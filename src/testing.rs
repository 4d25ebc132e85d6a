//! In-memory chain connector for unit tests

use crate::connector::{CallRequest, ChainConnector};
use crate::context::CallContext;
use crate::error::ConnectorError;
use crate::types::{Receipt, ReceiptStatus, UnsignedTransaction};
use alloy::consensus::{Transaction, TxEnvelope};
use alloy::eips::eip2718::Decodable2718;
use alloy::primitives::{address, Address, Bytes, TxHash, U256};
use std::collections::{HashMap, HashSet, VecDeque};
use std::sync::Mutex;
use std::time::Duration;

pub const TEST_CHAIN_ID: u64 = 31337;
pub const POOL: Address = address!("1234567890123456789012345678901234567890");
pub const USER: Address = address!("00000000000000000000000000000000000000f1");

/// JSON-RPC style node error
pub fn rpc_error(message: &str) -> ConnectorError {
    ConnectorError::Rpc {
        code: -32000,
        message: message.to_string(),
    }
}

/// Plausible unsigned pool call
pub fn unsigned_tx(nonce: u64) -> UnsignedTransaction {
    UnsignedTransaction {
        nonce,
        to: POOL,
        value: U256::ZERO,
        gas_limit: 60_000,
        gas_price: 1_000_000_000,
        data: Bytes::from(vec![0xb6, 0xb5, 0x5f, 0x25]),
    }
}

#[derive(Default)]
struct MockState {
    gas_price_error: Option<ConnectorError>,
    gas_price_queries: usize,
    block_number_error: Option<ConnectorError>,
    pending_nonce: u64,
    nonce_error: Option<ConnectorError>,
    gas_estimate_error: Option<ConnectorError>,
    broadcast_error: Option<ConnectorError>,
    enforce_nonces: bool,
    advance_pending_on_broadcast: bool,
    seen_nonces: HashSet<u64>,
    broadcasts: Vec<u64>,
    estimated: Vec<CallRequest>,
    scripted_receipts: VecDeque<Result<Option<Receipt>, ConnectorError>>,
    mined: HashMap<TxHash, Receipt>,
    receipt_polls: usize,
    block_number: u64,
    latency: Duration,
}

/// Scriptable [`ChainConnector`]
///
/// Broadcasts are decoded so the mock can report the real transaction hash and,
/// when enforcing nonces, reject a nonce it has already accepted the way a geth
/// node does.
pub struct MockConnector {
    state: Mutex<MockState>,
}

impl MockConnector {
    pub const GAS_PRICE: u128 = 2_000_000_000;
    pub const GAS_ESTIMATE: u64 = 55_000;

    pub fn new() -> Self {
        Self {
            state: Mutex::new(MockState {
                block_number: 19_000_000,
                ..Default::default()
            }),
        }
    }

    pub fn with_pending_nonce(self, nonce: u64) -> Self {
        self.set_pending_nonce(nonce);
        self
    }

    /// Reject broadcasts that reuse a nonce
    pub fn enforcing_nonces(self) -> Self {
        self.state.lock().unwrap().enforce_nonces = true;
        self
    }

    /// Bump the pending nonce after each accepted broadcast
    pub fn advancing_pending_nonce(self) -> Self {
        self.state.lock().unwrap().advance_pending_on_broadcast = true;
        self
    }

    /// Delay every call, to force interleaving between concurrent callers
    pub fn with_latency(self, latency: Duration) -> Self {
        self.state.lock().unwrap().latency = latency;
        self
    }

    pub fn set_pending_nonce(&self, nonce: u64) {
        self.state.lock().unwrap().pending_nonce = nonce;
    }

    pub fn set_block_number(&self, block: u64) {
        self.state.lock().unwrap().block_number = block;
    }

    pub fn fail_gas_price(&self, err: ConnectorError) {
        self.state.lock().unwrap().gas_price_error = Some(err);
    }

    pub fn fail_block_number(&self, err: ConnectorError) {
        self.state.lock().unwrap().block_number_error = Some(err);
    }

    pub fn fail_pending_nonce(&self, err: ConnectorError) {
        self.state.lock().unwrap().nonce_error = Some(err);
    }

    pub fn fail_gas_estimate(&self, err: ConnectorError) {
        self.state.lock().unwrap().gas_estimate_error = Some(err);
    }

    pub fn fail_broadcast(&self, err: ConnectorError) {
        self.state.lock().unwrap().broadcast_error = Some(err);
    }

    /// Answers for the next receipt polls, in order
    pub fn script_receipts(
        &self,
        answers: impl IntoIterator<Item = Result<Option<Receipt>, ConnectorError>>,
    ) {
        self.state.lock().unwrap().scripted_receipts.extend(answers);
    }

    /// Make `hash` mined with the given outcome
    pub fn mine(&self, hash: TxHash, status: ReceiptStatus, gas_used: u64) {
        let mut state = self.state.lock().unwrap();
        let block_number = state.block_number;
        state.mined.insert(
            hash,
            Receipt {
                transaction_hash: hash,
                block_number,
                status,
                gas_used,
            },
        );
    }

    pub fn receipt(hash: TxHash, status: ReceiptStatus, gas_used: u64) -> Receipt {
        Receipt {
            transaction_hash: hash,
            block_number: 19_000_001,
            status,
            gas_used,
        }
    }

    /// Nonces of accepted broadcasts, in order
    pub fn broadcast_nonces(&self) -> Vec<u64> {
        self.state.lock().unwrap().broadcasts.clone()
    }

    pub fn gas_price_queries(&self) -> usize {
        self.state.lock().unwrap().gas_price_queries
    }

    pub fn broadcast_count(&self) -> usize {
        self.state.lock().unwrap().broadcasts.len()
    }

    pub fn estimated_calls(&self) -> Vec<CallRequest> {
        self.state.lock().unwrap().estimated.clone()
    }

    pub fn receipt_polls(&self) -> usize {
        self.state.lock().unwrap().receipt_polls
    }

    async fn simulate_latency(&self) {
        let latency = self.state.lock().unwrap().latency;
        if !latency.is_zero() {
            tokio::time::sleep(latency).await;
        }
    }

    fn accept_broadcast(&self, raw: &Bytes) -> Result<TxHash, ConnectorError> {
        let envelope = TxEnvelope::decode_2718(&mut raw.as_ref())
            .map_err(|e| ConnectorError::Rpc {
                code: -32602,
                message: format!("rlp: {e}"),
            })?;
        let nonce = envelope.nonce();

        let mut state = self.state.lock().unwrap();
        if let Some(err) = state.broadcast_error.clone() {
            return Err(err);
        }
        if state.enforce_nonces && !state.seen_nonces.insert(nonce) {
            return Err(rpc_error("already known"));
        }
        state.broadcasts.push(nonce);
        if state.advance_pending_on_broadcast {
            state.pending_nonce = state.pending_nonce.max(nonce + 1);
        }
        Ok(*envelope.tx_hash())
    }
}

impl ChainConnector for MockConnector {
    async fn suggest_gas_price(&self, ctx: &CallContext) -> Result<u128, ConnectorError> {
        ctx.run(async {
            self.state.lock().unwrap().gas_price_queries += 1;
            self.simulate_latency().await;
            match self.state.lock().unwrap().gas_price_error.clone() {
                Some(err) => Err(err),
                None => Ok(Self::GAS_PRICE),
            }
        })
        .await
    }

    async fn pending_nonce(
        &self,
        _address: Address,
        ctx: &CallContext,
    ) -> Result<u64, ConnectorError> {
        ctx.run(async {
            self.simulate_latency().await;
            let state = self.state.lock().unwrap();
            match state.nonce_error.clone() {
                Some(err) => Err(err),
                None => Ok(state.pending_nonce),
            }
        })
        .await
    }

    async fn estimate_gas(
        &self,
        call: &CallRequest,
        ctx: &CallContext,
    ) -> Result<u64, ConnectorError> {
        ctx.run(async {
            self.simulate_latency().await;
            let mut state = self.state.lock().unwrap();
            state.estimated.push(call.clone());
            match state.gas_estimate_error.clone() {
                Some(err) => Err(err),
                None => Ok(Self::GAS_ESTIMATE),
            }
        })
        .await
    }

    async fn send_raw_transaction(
        &self,
        raw: &Bytes,
        ctx: &CallContext,
    ) -> Result<TxHash, ConnectorError> {
        ctx.run(async {
            self.simulate_latency().await;
            self.accept_broadcast(raw)
        })
        .await
    }

    async fn latest_block_number(&self, ctx: &CallContext) -> Result<u64, ConnectorError> {
        ctx.run(async {
            let state = self.state.lock().unwrap();
            match state.block_number_error.clone() {
                Some(err) => Err(err),
                None => Ok(state.block_number),
            }
        })
        .await
    }

    async fn transaction_receipt(
        &self,
        hash: TxHash,
        ctx: &CallContext,
    ) -> Result<Option<Receipt>, ConnectorError> {
        ctx.run(async {
            let mut state = self.state.lock().unwrap();
            state.receipt_polls += 1;
            if let Some(answer) = state.scripted_receipts.pop_front() {
                return answer;
            }
            Ok(state.mined.get(&hash).cloned())
        })
        .await
    }
}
__________________________________________________
● **WORK TASK**: Each line with "UnsignedTransaction" in it must be identified and copied from the material.

● **SOLVED PROBLEM**:
use crate::types::{Receipt, ReceiptStatus, UnsignedTransaction};
pub fn unsigned_tx(nonce: u64) -> UnsignedTransaction {
    UnsignedTransaction {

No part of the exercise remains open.